++++ Data shown ++++

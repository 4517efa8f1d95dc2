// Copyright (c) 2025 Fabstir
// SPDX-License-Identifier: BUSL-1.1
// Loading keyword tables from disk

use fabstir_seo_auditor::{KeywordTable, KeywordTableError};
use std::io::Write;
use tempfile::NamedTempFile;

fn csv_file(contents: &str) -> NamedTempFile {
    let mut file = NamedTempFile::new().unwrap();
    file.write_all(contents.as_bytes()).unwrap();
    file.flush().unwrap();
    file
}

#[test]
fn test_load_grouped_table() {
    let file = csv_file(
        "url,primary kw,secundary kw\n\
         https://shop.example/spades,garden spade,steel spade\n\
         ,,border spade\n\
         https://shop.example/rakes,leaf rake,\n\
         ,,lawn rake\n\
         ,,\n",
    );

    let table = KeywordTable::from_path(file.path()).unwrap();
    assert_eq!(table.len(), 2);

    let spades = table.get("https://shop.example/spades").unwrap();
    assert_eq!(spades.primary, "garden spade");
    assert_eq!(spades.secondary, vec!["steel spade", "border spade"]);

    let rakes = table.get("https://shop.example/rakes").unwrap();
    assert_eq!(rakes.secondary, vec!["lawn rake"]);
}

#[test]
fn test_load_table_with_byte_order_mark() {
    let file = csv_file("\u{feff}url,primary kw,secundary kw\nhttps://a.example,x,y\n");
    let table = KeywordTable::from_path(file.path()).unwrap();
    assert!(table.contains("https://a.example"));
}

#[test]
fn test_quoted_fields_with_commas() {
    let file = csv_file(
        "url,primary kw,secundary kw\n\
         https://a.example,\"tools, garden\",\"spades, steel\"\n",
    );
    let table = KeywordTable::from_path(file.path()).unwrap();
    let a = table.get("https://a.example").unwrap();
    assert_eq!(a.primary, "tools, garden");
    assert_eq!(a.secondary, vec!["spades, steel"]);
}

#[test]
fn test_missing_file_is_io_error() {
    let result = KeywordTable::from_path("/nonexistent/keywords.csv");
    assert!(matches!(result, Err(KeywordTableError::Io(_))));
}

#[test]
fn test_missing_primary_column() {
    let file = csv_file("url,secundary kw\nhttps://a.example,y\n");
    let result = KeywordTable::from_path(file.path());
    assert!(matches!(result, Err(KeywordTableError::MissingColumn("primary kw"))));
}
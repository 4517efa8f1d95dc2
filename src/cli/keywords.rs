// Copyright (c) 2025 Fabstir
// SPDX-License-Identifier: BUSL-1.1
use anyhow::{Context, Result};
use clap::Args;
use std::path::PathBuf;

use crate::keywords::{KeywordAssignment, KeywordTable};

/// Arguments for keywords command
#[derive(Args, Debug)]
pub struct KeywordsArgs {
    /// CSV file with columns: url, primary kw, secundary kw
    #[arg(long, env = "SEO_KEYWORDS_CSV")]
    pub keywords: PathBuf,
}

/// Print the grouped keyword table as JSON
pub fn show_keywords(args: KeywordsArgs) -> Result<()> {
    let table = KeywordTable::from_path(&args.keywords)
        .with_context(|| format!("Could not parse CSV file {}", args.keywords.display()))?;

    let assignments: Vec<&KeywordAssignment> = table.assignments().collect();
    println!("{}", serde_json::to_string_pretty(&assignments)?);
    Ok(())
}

++++
++++ Data shown ++++

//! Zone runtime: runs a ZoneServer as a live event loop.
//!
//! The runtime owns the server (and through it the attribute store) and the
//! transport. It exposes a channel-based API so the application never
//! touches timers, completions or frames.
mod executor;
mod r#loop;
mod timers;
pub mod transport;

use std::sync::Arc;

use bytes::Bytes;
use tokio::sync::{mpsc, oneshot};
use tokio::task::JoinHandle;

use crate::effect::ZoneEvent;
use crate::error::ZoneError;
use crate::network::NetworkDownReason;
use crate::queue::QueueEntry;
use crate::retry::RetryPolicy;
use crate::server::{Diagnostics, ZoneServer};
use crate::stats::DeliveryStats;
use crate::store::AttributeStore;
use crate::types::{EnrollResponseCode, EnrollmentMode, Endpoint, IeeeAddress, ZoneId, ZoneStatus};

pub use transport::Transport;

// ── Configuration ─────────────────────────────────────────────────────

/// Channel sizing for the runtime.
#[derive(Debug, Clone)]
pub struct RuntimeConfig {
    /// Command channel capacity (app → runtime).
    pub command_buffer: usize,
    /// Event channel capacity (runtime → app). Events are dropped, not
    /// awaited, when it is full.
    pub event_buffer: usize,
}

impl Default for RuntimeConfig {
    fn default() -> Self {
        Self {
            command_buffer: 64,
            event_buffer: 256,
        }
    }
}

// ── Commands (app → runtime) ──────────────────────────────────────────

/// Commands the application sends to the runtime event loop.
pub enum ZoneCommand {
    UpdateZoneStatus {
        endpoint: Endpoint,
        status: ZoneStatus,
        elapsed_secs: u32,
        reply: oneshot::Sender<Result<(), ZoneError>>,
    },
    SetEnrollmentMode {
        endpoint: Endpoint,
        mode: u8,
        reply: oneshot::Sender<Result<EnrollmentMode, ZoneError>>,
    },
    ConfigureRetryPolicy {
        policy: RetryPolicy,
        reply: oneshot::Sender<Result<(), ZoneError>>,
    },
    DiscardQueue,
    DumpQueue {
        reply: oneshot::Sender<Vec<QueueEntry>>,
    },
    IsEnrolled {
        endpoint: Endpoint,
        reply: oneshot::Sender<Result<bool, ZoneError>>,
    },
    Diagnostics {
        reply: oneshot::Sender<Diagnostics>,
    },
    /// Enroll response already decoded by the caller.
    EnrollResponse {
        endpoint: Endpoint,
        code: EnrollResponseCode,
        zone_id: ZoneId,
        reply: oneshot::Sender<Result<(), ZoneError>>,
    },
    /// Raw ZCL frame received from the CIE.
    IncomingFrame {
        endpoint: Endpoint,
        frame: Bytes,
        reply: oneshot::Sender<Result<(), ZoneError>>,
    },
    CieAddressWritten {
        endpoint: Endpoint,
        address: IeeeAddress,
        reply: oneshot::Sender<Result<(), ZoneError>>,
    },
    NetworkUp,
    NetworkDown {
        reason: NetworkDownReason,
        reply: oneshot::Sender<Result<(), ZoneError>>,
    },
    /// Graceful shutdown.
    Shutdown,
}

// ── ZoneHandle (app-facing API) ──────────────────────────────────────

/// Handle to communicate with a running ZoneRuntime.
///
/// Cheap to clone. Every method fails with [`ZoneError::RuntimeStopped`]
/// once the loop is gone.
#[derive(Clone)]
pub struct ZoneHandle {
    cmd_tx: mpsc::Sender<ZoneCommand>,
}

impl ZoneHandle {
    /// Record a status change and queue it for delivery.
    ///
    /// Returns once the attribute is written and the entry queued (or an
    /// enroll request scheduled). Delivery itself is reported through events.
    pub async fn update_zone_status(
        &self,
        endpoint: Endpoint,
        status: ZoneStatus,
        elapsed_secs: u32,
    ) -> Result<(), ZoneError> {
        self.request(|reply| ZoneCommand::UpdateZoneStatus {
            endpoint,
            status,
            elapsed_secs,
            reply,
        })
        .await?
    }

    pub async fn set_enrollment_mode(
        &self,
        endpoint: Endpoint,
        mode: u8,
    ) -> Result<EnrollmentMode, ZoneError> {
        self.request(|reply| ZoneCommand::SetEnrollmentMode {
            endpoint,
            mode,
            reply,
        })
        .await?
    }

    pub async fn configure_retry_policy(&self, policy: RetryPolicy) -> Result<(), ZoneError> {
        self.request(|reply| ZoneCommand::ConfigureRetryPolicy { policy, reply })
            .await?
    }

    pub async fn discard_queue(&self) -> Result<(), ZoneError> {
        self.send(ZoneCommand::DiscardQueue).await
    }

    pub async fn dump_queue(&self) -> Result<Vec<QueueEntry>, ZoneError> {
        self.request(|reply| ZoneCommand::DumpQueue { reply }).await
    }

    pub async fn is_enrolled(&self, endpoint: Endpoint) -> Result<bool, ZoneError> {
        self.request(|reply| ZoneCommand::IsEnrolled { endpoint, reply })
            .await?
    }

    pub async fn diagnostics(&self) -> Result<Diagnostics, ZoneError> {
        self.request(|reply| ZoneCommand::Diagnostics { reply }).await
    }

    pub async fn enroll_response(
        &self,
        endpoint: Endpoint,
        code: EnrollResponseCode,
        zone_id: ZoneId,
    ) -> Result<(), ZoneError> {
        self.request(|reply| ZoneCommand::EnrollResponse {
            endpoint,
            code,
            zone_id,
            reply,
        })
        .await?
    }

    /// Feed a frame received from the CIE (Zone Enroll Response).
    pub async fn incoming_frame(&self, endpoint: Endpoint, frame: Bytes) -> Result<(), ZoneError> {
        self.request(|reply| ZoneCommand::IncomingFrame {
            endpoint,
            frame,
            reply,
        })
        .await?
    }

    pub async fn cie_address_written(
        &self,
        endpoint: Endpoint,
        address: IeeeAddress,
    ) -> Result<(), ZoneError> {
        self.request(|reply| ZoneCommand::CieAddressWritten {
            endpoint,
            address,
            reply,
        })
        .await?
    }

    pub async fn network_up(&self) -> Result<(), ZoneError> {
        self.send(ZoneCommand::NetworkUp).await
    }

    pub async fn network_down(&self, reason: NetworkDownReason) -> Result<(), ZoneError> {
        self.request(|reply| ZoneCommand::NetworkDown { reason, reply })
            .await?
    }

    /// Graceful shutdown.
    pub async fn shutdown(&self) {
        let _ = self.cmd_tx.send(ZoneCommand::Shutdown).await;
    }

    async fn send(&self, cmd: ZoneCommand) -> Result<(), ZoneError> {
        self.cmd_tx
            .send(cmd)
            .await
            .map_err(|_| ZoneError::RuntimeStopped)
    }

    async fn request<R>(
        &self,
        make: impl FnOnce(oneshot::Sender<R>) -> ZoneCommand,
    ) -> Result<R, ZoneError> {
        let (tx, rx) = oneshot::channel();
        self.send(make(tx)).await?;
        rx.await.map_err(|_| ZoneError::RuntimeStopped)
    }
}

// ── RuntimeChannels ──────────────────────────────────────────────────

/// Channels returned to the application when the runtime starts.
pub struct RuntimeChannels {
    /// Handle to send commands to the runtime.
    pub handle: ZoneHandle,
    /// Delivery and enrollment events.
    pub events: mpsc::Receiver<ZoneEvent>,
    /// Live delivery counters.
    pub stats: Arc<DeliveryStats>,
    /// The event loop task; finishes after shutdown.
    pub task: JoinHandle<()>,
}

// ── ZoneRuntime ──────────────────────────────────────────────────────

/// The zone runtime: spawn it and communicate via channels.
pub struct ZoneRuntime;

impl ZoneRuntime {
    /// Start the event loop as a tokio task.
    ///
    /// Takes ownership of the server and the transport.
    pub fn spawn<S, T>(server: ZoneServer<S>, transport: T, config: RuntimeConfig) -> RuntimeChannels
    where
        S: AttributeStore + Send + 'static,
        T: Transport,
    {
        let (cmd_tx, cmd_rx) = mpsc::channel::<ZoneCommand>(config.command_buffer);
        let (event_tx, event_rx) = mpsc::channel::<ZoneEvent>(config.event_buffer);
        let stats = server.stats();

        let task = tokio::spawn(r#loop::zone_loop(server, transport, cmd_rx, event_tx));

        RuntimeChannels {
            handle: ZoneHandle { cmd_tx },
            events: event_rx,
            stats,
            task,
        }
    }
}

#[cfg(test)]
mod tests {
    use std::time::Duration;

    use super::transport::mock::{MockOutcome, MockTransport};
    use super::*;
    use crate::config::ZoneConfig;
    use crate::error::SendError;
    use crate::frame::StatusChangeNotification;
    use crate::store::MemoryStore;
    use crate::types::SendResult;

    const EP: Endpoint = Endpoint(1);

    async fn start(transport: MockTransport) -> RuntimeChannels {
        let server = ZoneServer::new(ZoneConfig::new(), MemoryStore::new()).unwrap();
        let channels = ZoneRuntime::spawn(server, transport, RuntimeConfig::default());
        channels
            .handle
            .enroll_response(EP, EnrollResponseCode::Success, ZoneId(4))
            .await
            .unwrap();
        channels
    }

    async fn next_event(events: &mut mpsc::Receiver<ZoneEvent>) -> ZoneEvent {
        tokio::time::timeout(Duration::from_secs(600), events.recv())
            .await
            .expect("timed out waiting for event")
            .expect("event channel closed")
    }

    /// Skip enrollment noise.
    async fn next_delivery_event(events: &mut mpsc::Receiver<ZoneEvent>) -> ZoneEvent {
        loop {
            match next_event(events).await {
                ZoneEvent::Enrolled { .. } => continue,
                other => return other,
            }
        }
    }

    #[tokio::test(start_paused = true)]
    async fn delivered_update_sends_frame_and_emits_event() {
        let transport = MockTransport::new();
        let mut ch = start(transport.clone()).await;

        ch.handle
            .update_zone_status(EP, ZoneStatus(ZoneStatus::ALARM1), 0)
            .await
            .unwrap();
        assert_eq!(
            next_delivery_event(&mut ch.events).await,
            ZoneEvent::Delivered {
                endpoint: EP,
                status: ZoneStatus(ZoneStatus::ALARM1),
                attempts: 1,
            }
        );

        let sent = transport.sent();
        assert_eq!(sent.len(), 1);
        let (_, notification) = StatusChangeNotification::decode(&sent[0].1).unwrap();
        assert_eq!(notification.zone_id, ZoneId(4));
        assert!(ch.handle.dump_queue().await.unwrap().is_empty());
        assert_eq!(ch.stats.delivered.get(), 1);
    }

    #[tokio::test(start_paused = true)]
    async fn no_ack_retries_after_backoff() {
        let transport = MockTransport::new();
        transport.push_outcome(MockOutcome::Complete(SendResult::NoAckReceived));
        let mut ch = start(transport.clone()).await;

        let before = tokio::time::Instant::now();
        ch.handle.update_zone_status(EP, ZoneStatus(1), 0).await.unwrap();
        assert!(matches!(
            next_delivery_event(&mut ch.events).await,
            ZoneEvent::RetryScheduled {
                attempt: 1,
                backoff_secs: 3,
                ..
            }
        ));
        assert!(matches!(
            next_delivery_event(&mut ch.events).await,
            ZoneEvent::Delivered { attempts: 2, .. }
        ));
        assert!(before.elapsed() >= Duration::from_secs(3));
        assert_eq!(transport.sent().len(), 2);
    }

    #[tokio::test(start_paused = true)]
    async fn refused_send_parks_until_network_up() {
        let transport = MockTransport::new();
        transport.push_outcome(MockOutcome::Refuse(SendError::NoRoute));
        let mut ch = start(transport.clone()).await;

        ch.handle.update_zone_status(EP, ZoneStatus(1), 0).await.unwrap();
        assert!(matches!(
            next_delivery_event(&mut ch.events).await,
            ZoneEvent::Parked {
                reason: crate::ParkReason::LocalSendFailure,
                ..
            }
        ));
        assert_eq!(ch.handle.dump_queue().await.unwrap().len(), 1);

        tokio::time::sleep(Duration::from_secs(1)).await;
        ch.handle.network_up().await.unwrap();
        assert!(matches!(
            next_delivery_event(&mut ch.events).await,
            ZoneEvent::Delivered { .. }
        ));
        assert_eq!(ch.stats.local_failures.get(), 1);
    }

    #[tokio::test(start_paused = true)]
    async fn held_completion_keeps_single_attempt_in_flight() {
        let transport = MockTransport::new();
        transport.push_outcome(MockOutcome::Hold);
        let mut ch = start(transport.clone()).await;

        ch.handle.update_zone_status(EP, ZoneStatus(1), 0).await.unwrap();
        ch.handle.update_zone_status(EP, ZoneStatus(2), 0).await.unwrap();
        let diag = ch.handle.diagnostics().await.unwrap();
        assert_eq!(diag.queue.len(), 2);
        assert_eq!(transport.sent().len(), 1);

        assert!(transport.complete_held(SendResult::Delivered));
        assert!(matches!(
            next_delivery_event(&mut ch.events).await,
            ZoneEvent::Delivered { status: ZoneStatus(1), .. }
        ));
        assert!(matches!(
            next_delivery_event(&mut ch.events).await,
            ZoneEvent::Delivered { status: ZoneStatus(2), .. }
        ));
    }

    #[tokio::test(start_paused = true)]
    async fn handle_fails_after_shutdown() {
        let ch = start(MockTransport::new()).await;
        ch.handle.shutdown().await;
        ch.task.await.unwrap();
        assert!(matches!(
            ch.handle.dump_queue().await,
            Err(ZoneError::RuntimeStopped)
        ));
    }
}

++++

## Task brief:
What lines in the data include the string "ZoneHandle"? Copy each one.

## Answer for the task:
// ── ZoneHandle (app-facing API) ──────────────────────────────────────
pub struct ZoneHandle {
impl ZoneHandle {
    pub handle: ZoneHandle,
            handle: ZoneHandle { cmd_tx },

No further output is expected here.